[Dataset entries]
════════════════

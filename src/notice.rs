use serde::Serialize;
use tracing::{info, warn};

use crate::types::{Allocation, OrderId, ShortageRecord, SupplyRequest};

/// Operator-facing outcome of a pass. Emitted only after the pass commits.
#[derive(Debug, Clone, PartialEq, Eq, Serialize)]
#[serde(tag = "kind", rename_all = "snake_case")]
pub enum Notice {
    MaterialsAvailable {
        order: OrderId,
    },
    TransferredFromRemainder {
        order: OrderId,
        transfers: Vec<Allocation>,
    },
    /// The operator may confirm a supply request for these shortages.
    ShortageRequiresSupply {
        order: OrderId,
        shortages: Vec<ShortageRecord>,
    },
    SupplyRequested {
        order: OrderId,
        requests: Vec<SupplyRequest>,
    },
}

pub trait NoticeSink {
    fn notify(&mut self, notice: Notice);
}

impl NoticeSink for Vec<Notice> {
    fn notify(&mut self, notice: Notice) {
        self.push(notice);
    }
}

/// Writes notices to the log.
#[derive(Debug, Clone, Copy, Default)]
pub struct LogSink;

impl NoticeSink for LogSink {
    fn notify(&mut self, notice: Notice) {
        match notice {
            Notice::MaterialsAvailable { order } => {
                info!(order, "all materials available, order ready for cutting");
            }
            Notice::TransferredFromRemainder { order, transfers } => {
                let qty: u32 = transfers.iter().map(|t| t.qty).sum();
                info!(order, transfers = transfers.len(), qty, "remainder stock transferred to order");
            }
            Notice::ShortageRequiresSupply { order, shortages } => {
                for s in &shortages {
                    warn!(order, material = %s.material, missing = s.missing, "shortage requires new supply");
                }
            }
            Notice::SupplyRequested { order, requests } => {
                for r in &requests {
                    info!(order, request = r.id, material = %r.material, qty = r.qty, "supply requested");
                }
            }
        }
    }
}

════════════════

_Work to complete_:
All that is needed is the exact run of lines above from the line containing "pub struct LogSink;" through the line containing "let qty: u32", both of them included.

_Result_:
pub struct LogSink;

impl NoticeSink for LogSink {
    fn notify(&mut self, notice: Notice) {
        match notice {
            Notice::MaterialsAvailable { order } => {
                info!(order, "all materials available, order ready for cutting");
            }
            Notice::TransferredFromRemainder { order, transfers } => {
                let qty: u32 = transfers.iter().map(|t| t.qty).sum();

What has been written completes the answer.